Thank you. It's an opportunity to really help in ways that I could not help before, so this really cool.
Would you like to mention any of your priorities?
One of the nice things about being a president of the AACR is that they provide an amazing number of resources that allow you to prioritize a few areas. One area I will focus on is enhancing convergence science. This is an emerging area and we need to recruit young investigators who are interested in computational biology, mathematics, engineering, machine learning, artificial intelligence, to come think about cancer biology problems. We are thinking about ways to increase the workforce but also to recruit and enhance the more established work force in these areas that weren’t thinking about cancer. We're going to have a think tank of leaders in the different areas at AACR to come up with a five year plan to to provide grant money and develop symposia and workshops to enhance this area. I've already been talking with people in tech fields and at foundations, people are very interested in working with us on this initiative. It goes right with all the big data issues we have, all this big data we need to be able to have the technologies and the expertise to put them into biological frameworks.

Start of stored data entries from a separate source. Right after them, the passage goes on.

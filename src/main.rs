use anyhow::Result;
use tracing::{error, info};

use flower_scraper::browser::WebDriverLauncher;
use flower_scraper::storage::GoogleSheets;
use flower_scraper::utils::{http, logging};
use flower_scraper::{Config, Session};

#[tokio::main]
async fn main() -> Result<()> {
    let config = Config::load()?;
    let guard = logging::init(config.log_file.as_deref())?;

    info!("Starting flower scraper");

    let client = http::create_client()?;
    let store = GoogleSheets::new(client, &config.spreadsheet_id, config.credentials_path.clone());

    let launcher = WebDriverLauncher::from_config(&config);

    match Session::new(&config, &launcher, &store).run().await {
        Ok(outcome) => {
            info!(
                status = outcome.status.key(),
                products = outcome.products,
                "Run finished with {}",
                outcome.status
            );
            Ok(())
        }
        Err(e) => {
            error!("Run failed: {:#}", e);
            drop(guard);
            std::process::exit(1);
        }
    }
}
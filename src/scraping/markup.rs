//! Selectors for the portal's markup. Everything site-specific lives here.

use once_cell::sync::Lazy;
use scraper::Selector;

use crate::models::Field;

pub const LOGIN_USERNAME: &str = "#username";
pub const LOGIN_PASSWORD: &str = "#password";
pub const LOGIN_SUBMIT: &str = "button[type=\"submit\"]";

/// Banners and popups that block clicks on the page underneath.
pub const OVERLAYS: [&str; 3] = [".cookie-banner", ".modal-backdrop", ".popup-overlay"];

pub const CALENDAR_TRIGGER: &str = ".datepicker-trigger";
pub const CALENDAR_TITLE: &str = ".datepicker-header .datepicker-title";
pub const CALENDAR_NEXT: &str = ".datepicker-next";
pub const CALENDAR_CONTINUE: &str = "button.datepicker-continue";

/// Day cells carry their full date as an aria label, e.g. `June 15, 2025`.
pub fn day_cell(label: &str) -> String {
    format!(".datepicker-days td[aria-label=\"{}\"]", label)
}

pub const PRODUCT_CARD: &str = "div.product-card";
pub const COLOR_SWATCH: &str = ".color-swatch";
pub const NEXT_PAGE: &str = "a[rel=\"next\"]:not(.disabled)";

/// Icon classes of the attribute list and the field each one fills.
/// Bud count has no icon in the listing markup.
pub const ATTRIBUTE_ICONS: [(&str, Field); 4] = [
    ("icon-length", Field::Length),
    ("icon-diameter", Field::Diameter),
    ("icon-weight", Field::Weight),
    ("icon-certificate", Field::Certificate),
];

fn selector(css: &str) -> Selector {
    Selector::parse(css).expect("Invalid card selector")
}

pub static NAME: Lazy<Selector> = Lazy::new(|| selector(".product-name"));
pub static TAG: Lazy<Selector> = Lazy::new(|| selector(".product-tag"));
pub static IMAGE: Lazy<Selector> = Lazy::new(|| selector("img.product-image"));
pub static ORIGIN: Lazy<Selector> = Lazy::new(|| selector(".product-origin"));
pub static ATTRIBUTE_ITEM: Lazy<Selector> = Lazy::new(|| selector("ul.product-attributes li"));
pub static ATTRIBUTE_ICON: Lazy<Selector> = Lazy::new(|| selector("i"));
pub static ATTRIBUTE_TEXT: Lazy<Selector> = Lazy::new(|| selector("span"));
pub static FARM: Lazy<Selector> = Lazy::new(|| selector(".product-farm"));
pub static FARM_LABEL: Lazy<Selector> = Lazy::new(|| selector("span.label"));
pub static FIRST_QUANTITY: Lazy<Selector> = Lazy::new(|| selector(".first-quantity"));
pub static PACK_UNIT: Lazy<Selector> = Lazy::new(|| selector(".pack-unit"));
pub static SPAN: Lazy<Selector> = Lazy::new(|| selector("span"));
pub static PRODUCT_LINK: Lazy<Selector> = Lazy::new(|| selector("a.product-link"));
pub static PRICE_ROW: Lazy<Selector> = Lazy::new(|| selector(".price-row"));
pub static PRICE: Lazy<Selector> = Lazy::new(|| selector(".price"));
pub static QUANTITY_LABEL: Lazy<Selector> = Lazy::new(|| selector(".quantity-label"));
pub static READONLY_INPUT: Lazy<Selector> = Lazy::new(|| selector("input[readonly]"));
pub static CARD: Lazy<Selector> = Lazy::new(|| selector(PRODUCT_CARD));
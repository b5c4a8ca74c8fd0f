use anyhow::Result;
use chrono::{DateTime, FixedOffset};
use std::time::{Duration, Instant};
use tracing::{debug, info};

use crate::config::Config;
use crate::models::{ProductRecord, RunStatus, OUTPUT_HEADER};
use crate::parsers::{capture_timestamp, dubai_now, format_runtime};
use crate::storage::{range, SheetStore};

/// Longest error text put into the status cell.
pub const MAX_DETAIL_CHARS: usize = 100;

/// First data row; row 1 holds the header.
const FIRST_DATA_ROW: usize = 2;

/// Render the status cell text.
///
/// `RUNNING | Started: 15/06/2025, 10:00:00`
/// `SUCCESS | Started: 15/06/2025, 10:00:00 | Runtime: 2m 05s | 8 products scraped`
pub fn format_status(
    status: RunStatus,
    started_at: &DateTime<FixedOffset>,
    elapsed: Duration,
    detail: Option<&str>,
) -> String {
    let mut line = format!("{} | Started: {}", status, capture_timestamp(started_at));
    if status != RunStatus::Running {
        line.push_str(&format!(" | Runtime: {}", format_runtime(elapsed)));
    }
    if let Some(detail) = detail {
        line.push_str(" | ");
        line.push_str(&truncate(detail, MAX_DETAIL_CHARS));
    }
    line
}

pub fn truncate(text: &str, max_chars: usize) -> String {
    let mut chars = text.chars();
    let head: String = chars.by_ref().take(max_chars).collect();
    if chars.next().is_some() {
        format!("{}...", head)
    } else {
        head
    }
}

/// The single row written when the packing date cannot be selected.
pub fn placeholder_row(packing_date: &str) -> Vec<String> {
    vec![format!("No products found {{{}}}", packing_date)]
}

/// Writes run status and product rows for one run.
pub struct Reporter<'a, S: SheetStore + ?Sized> {
    store: &'a S,
    config: &'a Config,
    started_at: DateTime<FixedOffset>,
    started: Instant,
    header_written: bool,
    cleared: bool,
    next_row: usize,
}

impl<'a, S: SheetStore + ?Sized> Reporter<'a, S> {
    pub fn new(store: &'a S, config: &'a Config) -> Self {
        Self {
            store,
            config,
            started_at: dubai_now(),
            started: Instant::now(),
            header_written: false,
            cleared: false,
            next_row: FIRST_DATA_ROW,
        }
    }

    pub fn elapsed(&self) -> Duration {
        self.started.elapsed()
    }

    /// Overwrite the status cell.
    pub async fn status(&self, status: RunStatus, detail: Option<&str>) -> Result<()> {
        let line = format_status(status, &self.started_at, self.elapsed(), detail);
        let cell = range::qualified(&self.config.config_sheet, &self.config.status_cell);
        self.store.write_range(&cell, &[vec![line.clone()]]).await?;
        info!("Status: {}", line);
        Ok(())
    }

    async fn header(&mut self) -> Result<()> {
        if self.header_written {
            return Ok(());
        }
        let header: Vec<String> = OUTPUT_HEADER.iter().map(|h| h.to_string()).collect();
        let target = range::rows(&self.config.sheet_name, 1, 1, OUTPUT_HEADER.len());
        self.store.write_range(&target, &[header]).await?;
        self.header_written = true;
        Ok(())
    }

    async fn clear_once(&mut self) -> Result<()> {
        if self.cleared {
            return Ok(());
        }
        let target = range::rows_from(&self.config.sheet_name, FIRST_DATA_ROW, OUTPUT_HEADER.len());
        self.store.clear_range(&target).await?;
        self.cleared = true;
        self.next_row = FIRST_DATA_ROW;
        Ok(())
    }

    /// Write one URL's records below everything written so far. The first
    /// flush of a run clears the previous data.
    pub async fn flush(&mut self, records: &[ProductRecord]) -> Result<usize> {
        self.header().await?;
        self.clear_once().await?;
        if records.is_empty() {
            return Ok(0);
        }

        let rows: Vec<Vec<String>> = records.iter().map(ProductRecord::to_row).collect();
        let target = range::rows(
            &self.config.sheet_name,
            self.next_row,
            rows.len(),
            OUTPUT_HEADER.len(),
        );
        self.store.write_range(&target, &rows).await?;
        debug!("Flushed {} rows to {}", rows.len(), target);

        self.next_row += rows.len();
        Ok(rows.len())
    }

    /// Replace the data with the "no products" placeholder row.
    pub async fn placeholder(&mut self, packing_date: &str) -> Result<()> {
        self.header().await?;
        self.clear_once().await?;
        let target = range::qualified(&self.config.sheet_name, &format!("A{}", FIRST_DATA_ROW));
        self.store
            .write_range(&target, &[placeholder_row(packing_date)])
            .await?;
        self.next_row = FIRST_DATA_ROW + 1;
        Ok(())
    }
}
use serde::{Deserialize, Serialize};
use std::fmt;

/// Health of one run as shown in the status cell.
#[derive(Debug, Clone, Copy, PartialEq, Eq, Hash, Serialize, Deserialize)]
pub enum RunStatus {
    Running,
    Success,
    Error,
    NoProducts,
    NoUrls,
    DateDisabled,
}

impl RunStatus {
    pub fn key(&self) -> &'static str {
        match self {
            RunStatus::Running => "running",
            RunStatus::Success => "success",
            RunStatus::Error => "error",
            RunStatus::NoProducts => "no-products",
            RunStatus::NoUrls => "no-urls",
            RunStatus::DateDisabled => "date-disabled",
        }
    }
}

impl fmt::Display for RunStatus {
    fn fmt(&self, f: &mut fmt::Formatter<'_>) -> fmt::Result {
        match self {
            RunStatus::Running => write!(f, "RUNNING"),
            RunStatus::Success => write!(f, "SUCCESS"),
            RunStatus::Error => write!(f, "ERROR"),
            RunStatus::NoProducts => write!(f, "NO PRODUCTS"),
            RunStatus::NoUrls => write!(f, "NO URLS"),
            RunStatus::DateDisabled => write!(f, "DATE DISABLED"),
        }
    }
}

Another area I want to continue is what Mike Caligiuri has started, looking scientifically at how we enhance our understanding of health disparities by this 20-20 initiative, bringing in 2020 African American patient cancers into the genetic databases, data that will also go into the Commons database at the NIH. I'm also hoping to come up with ways to enhance the diversity of the cancer work force. Again, I've been talking with pharmaceutical companies to see if we can provide mechanisms to recruit young people of diverse backgrounds into cancer research. I think it's time we do a bit more than what we've already been doing.
Another developing issue is cancer survivorship. With all these great treatments I think we need survivorship research at a higher level. So we're also organizing at the AACR to figure out a 5 year plan of how to support more research in that area, implement it and get it out to people who need it.
Can you clarify what you mean by "survivorship"?
As patients are getting therapies they're going to have long term consequences from those therapies, even immunotherapies. We need to figure out how to ameliorate those symptoms so that their quality of life is excellent. Also, we need to understand the best ways to integrate them back into the normal health care system. With deadly cancers you stay with your oncologist, and you forget about heart disease and hypertension and all the other things that normal healthy people get that are less of a priority with cancer patients. But with patients living years and decades we need to figure out what are the special issues that may change how these non-cancer diseases develop, they may develop earlier, they may develop in different ways, how do we predict them, how do we treat them, how do we prevent them. We need research in this area so that people who undergo cancer treatment and now become cured or in long term remission don't get consequences that are non-cancers.
I have read that cardiotoxicity is an issue, with both chemotherapy and also with targeted therapies.
That's something we want to prevent in the future. We don't want to overtreat, and we don't want to give the wrong treatments if you're predisposed. As treatments become more diverse we need to do more understand their long-term consequences.